* **Extracted records**:
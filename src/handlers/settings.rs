/*!
 * Clinic Settings HTTP Handlers
 *
 * Settings read/partial-update, appointment-type deletion (with its
 * pre-flight validation), LIFF token rotation, and message previews.
 */

use axum::{
    extract::{Path, State},
    http::StatusCode,
    response::IntoResponse,
    Extension, Json,
};
use serde::{Deserialize, Serialize};
use serde_json::json;

use crate::handlers::{require_admin, require_member, AppState};
use crate::models::{
    AppointmentTypeResponse, AuthContext, BookingRestrictionSettings, ChatSettings, Clinic,
    ClinicInfoSettings, LiffUrls, NotificationSettings, ReceiptSettings,
};
use crate::services::message_template::TemplateValues;
use crate::services::SettingsService;
use crate::utils::liff::build_liff_url;
use crate::utils::time::{clinic_today, format_appointment_datetime};
use crate::utils::{AppError, Result};

/// Full settings payload returned by `GET /settings`
#[derive(Debug, Serialize)]
pub struct SettingsResponse {
    pub clinic_id: i64,
    pub clinic_name: String,
    pub appointment_types: Vec<AppointmentTypeResponse>,
    pub notification_settings: NotificationSettings,
    pub booking_restriction_settings: BookingRestrictionSettings,
    pub clinic_info_settings: ClinicInfoSettings,
    pub chat_settings: ChatSettings,
    pub receipt_settings: ReceiptSettings,
    pub liff_urls: Option<LiffUrls>,
}

/// GET /api/clinic/settings
///
/// Full settings plus the active service list and LIFF URLs. Available
/// to every clinic member, including read-only users.
pub async fn get_settings(
    State(state): State<AppState>,
    Extension(ctx): Extension<AuthContext>,
) -> Result<impl IntoResponse> {
    require_member(&ctx)?;

    let clinic = load_clinic(&state, ctx.clinic_id).await?;
    let settings = clinic.validated_settings()?;
    let service = SettingsService::new(state.pool.clone());
    let appointment_types = service
        .list_appointment_types(ctx.clinic_id)
        .await?
        .into_iter()
        .map(AppointmentTypeResponse::from)
        .collect();

    let liff_urls = clinic.liff_access_token.as_deref().map(|token| {
        let base = &state.config.frontend_url;
        LiffUrls {
            home: build_liff_url(base, "home", token),
            book: build_liff_url(base, "book", token),
            query: build_liff_url(base, "query", token),
            settings: build_liff_url(base, "settings", token),
            notifications: build_liff_url(base, "notifications", token),
        }
    });

    let response = SettingsResponse {
        clinic_id: clinic.id,
        clinic_name: clinic.name.clone(),
        appointment_types,
        notification_settings: settings.notification_settings.clone(),
        booking_restriction_settings: settings.booking_restriction_settings.clone(),
        clinic_info_settings: settings.clinic_info_settings.clone(),
        chat_settings: settings.chat_settings.clone(),
        receipt_settings: settings.receipt_settings.clone(),
        liff_urls,
    };
    Ok((StatusCode::OK, Json(response)))
}

/// PUT /api/clinic/settings
///
/// Partial deep-merge update; may also carry an `appointment_types`
/// array for the settings-page reconciliation.
pub async fn update_settings(
    State(state): State<AppState>,
    Extension(ctx): Extension<AuthContext>,
    Json(payload): Json<serde_json::Value>,
) -> Result<impl IntoResponse> {
    require_admin(&ctx)?;

    let service = SettingsService::new(state.pool.clone());
    service.update_settings(ctx.clinic_id, payload).await?;
    Ok((StatusCode::OK, Json(json!({"message": "設定更新成功"}))))
}

/// Request body for deletion validation
#[derive(Debug, Deserialize)]
pub struct ValidateDeletionRequest {
    pub appointment_type_ids: Vec<i64>,
}

/// POST /api/clinic/appointment-types/validate-deletion
pub async fn validate_appointment_type_deletion(
    State(state): State<AppState>,
    Extension(ctx): Extension<AuthContext>,
    Json(request): Json<ValidateDeletionRequest>,
) -> Result<impl IntoResponse> {
    require_admin(&ctx)?;

    let service = SettingsService::new(state.pool.clone());
    let validation = service
        .validate_deletion(ctx.clinic_id, &request.appointment_type_ids)
        .await?;
    Ok((StatusCode::OK, Json(validation)))
}

/// DELETE /api/clinic/appointment-types/{id}
pub async fn delete_appointment_type(
    State(state): State<AppState>,
    Extension(ctx): Extension<AuthContext>,
    Path(id): Path<i64>,
) -> Result<impl IntoResponse> {
    require_admin(&ctx)?;

    let service = SettingsService::new(state.pool.clone());
    service.delete_appointment_type(ctx.clinic_id, id).await?;
    Ok((StatusCode::OK, Json(json!({"message": "預約類型已刪除"}))))
}

/// POST /api/clinic/regenerate-liff-token
///
/// The new token is not echoed back; clients re-read settings for the
/// refreshed URLs.
pub async fn regenerate_liff_token(
    State(state): State<AppState>,
    Extension(ctx): Extension<AuthContext>,
) -> Result<impl IntoResponse> {
    require_admin(&ctx)?;

    let service = SettingsService::new(state.pool.clone());
    service.regenerate_liff_token(ctx.clinic_id).await?;
    Ok((
        StatusCode::OK,
        Json(json!({"success": true, "message": "Token regenerated successfully"})),
    ))
}

/// Request body for message previews
#[derive(Debug, Deserialize)]
pub struct MessagePreviewRequest {
    pub appointment_type_id: i64,
    pub patient_name: Option<String>,
    pub practitioner_name: Option<String>,
}

#[derive(Debug, Serialize)]
pub struct MessagePreviewResponse {
    pub preview: String,
}

/// POST /api/clinic/reminder-preview
///
/// Render the service's reminder template with sample values so admins
/// can see the outgoing text.
pub async fn reminder_preview(
    State(state): State<AppState>,
    Extension(ctx): Extension<AuthContext>,
    Json(request): Json<MessagePreviewRequest>,
) -> Result<impl IntoResponse> {
    require_member(&ctx)?;

    let (values, reminder_template) = preview_context(&state, &ctx, &request).await?;
    Ok((
        StatusCode::OK,
        Json(MessagePreviewResponse {
            preview: values.render(&reminder_template),
        }),
    ))
}

/// POST /api/clinic/cancellation-preview
pub async fn cancellation_preview(
    State(state): State<AppState>,
    Extension(ctx): Extension<AuthContext>,
    Json(request): Json<MessagePreviewRequest>,
) -> Result<impl IntoResponse> {
    require_member(&ctx)?;

    let (values, _) = preview_context(&state, &ctx, &request).await?;
    let preview = format!(
        "{} 您好，您的預約已取消：\n{}\n時間：{}\n如有疑問請與診所聯繫。\n{}",
        values.patient_name,
        values.appointment_type_name,
        values.appointment_datetime,
        values.clinic_name
    );
    Ok((StatusCode::OK, Json(MessagePreviewResponse { preview })))
}

/// Sample-value render context for a service; returns the values and
/// the service's reminder template
async fn preview_context(
    state: &AppState,
    ctx: &AuthContext,
    request: &MessagePreviewRequest,
) -> Result<(TemplateValues, String)> {
    let clinic = load_clinic(state, ctx.clinic_id).await?;
    let settings = clinic.validated_settings()?;

    let service = SettingsService::new(state.pool.clone());
    let appointment_type = service
        .list_appointment_types(ctx.clinic_id)
        .await?
        .into_iter()
        .find(|at| at.id == request.appointment_type_id)
        .ok_or_else(|| AppError::NotFound("預約類型不存在".to_string()))?;

    let sample_time = chrono::NaiveTime::from_hms_opt(10, 0, 0).expect("sample time");
    let values = TemplateValues {
        patient_name: request
            .patient_name
            .clone()
            .unwrap_or_else(|| "王小明".to_string()),
        practitioner_name: request
            .practitioner_name
            .clone()
            .unwrap_or_else(|| "李治療師".to_string()),
        appointment_type_name: appointment_type.name.clone(),
        appointment_datetime: format_appointment_datetime(clinic_today(), sample_time),
        clinic_name: clinic.effective_display_name(&settings),
        clinic_phone: settings.clinic_info_settings.phone_number.clone(),
        clinic_address: settings.clinic_info_settings.address.clone(),
        notes: None,
    };
    Ok((values, appointment_type.reminder_message.clone()))
}

async fn load_clinic(state: &AppState, clinic_id: i64) -> Result<Clinic> {
    sqlx::query_as::<_, Clinic>("SELECT * FROM clinics WHERE id = $1")
        .bind(clinic_id)
        .fetch_optional(&state.pool)
        .await?
        .ok_or_else(|| AppError::NotFound("診所不存在".to_string()))
}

* **Task directions**:
Only the lines from the beginning of the data above through the line containing "LIFF URLs. Available" should be repeated, exactly as they appear.

* **Task answer**:
filename src/handlers/settings.rs
/*!
 * Clinic Settings HTTP Handlers
 *
 * Settings read/partial-update, appointment-type deletion (with its
 * pre-flight validation), LIFF token rotation, and message previews.
 */

use axum::{
    extract::{Path, State},
    http::StatusCode,
    response::IntoResponse,
    Extension, Json,
};
use serde::{Deserialize, Serialize};
use serde_json::json;

use crate::handlers::{require_admin, require_member, AppState};
use crate::models::{
    AppointmentTypeResponse, AuthContext, BookingRestrictionSettings, ChatSettings, Clinic,
    ClinicInfoSettings, LiffUrls, NotificationSettings, ReceiptSettings,
};
use crate::services::message_template::TemplateValues;
use crate::services::SettingsService;
use crate::utils::liff::build_liff_url;
use crate::utils::time::{clinic_today, format_appointment_datetime};
use crate::utils::{AppError, Result};

/// Full settings payload returned by `GET /settings`
#[derive(Debug, Serialize)]
pub struct SettingsResponse {
    pub clinic_id: i64,
    pub clinic_name: String,
    pub appointment_types: Vec<AppointmentTypeResponse>,
    pub notification_settings: NotificationSettings,
    pub booking_restriction_settings: BookingRestrictionSettings,
    pub clinic_info_settings: ClinicInfoSettings,
    pub chat_settings: ChatSettings,
    pub receipt_settings: ReceiptSettings,
    pub liff_urls: Option<LiffUrls>,
}

/// GET /api/clinic/settings
///
/// Full settings plus the active service list and LIFF URLs. Available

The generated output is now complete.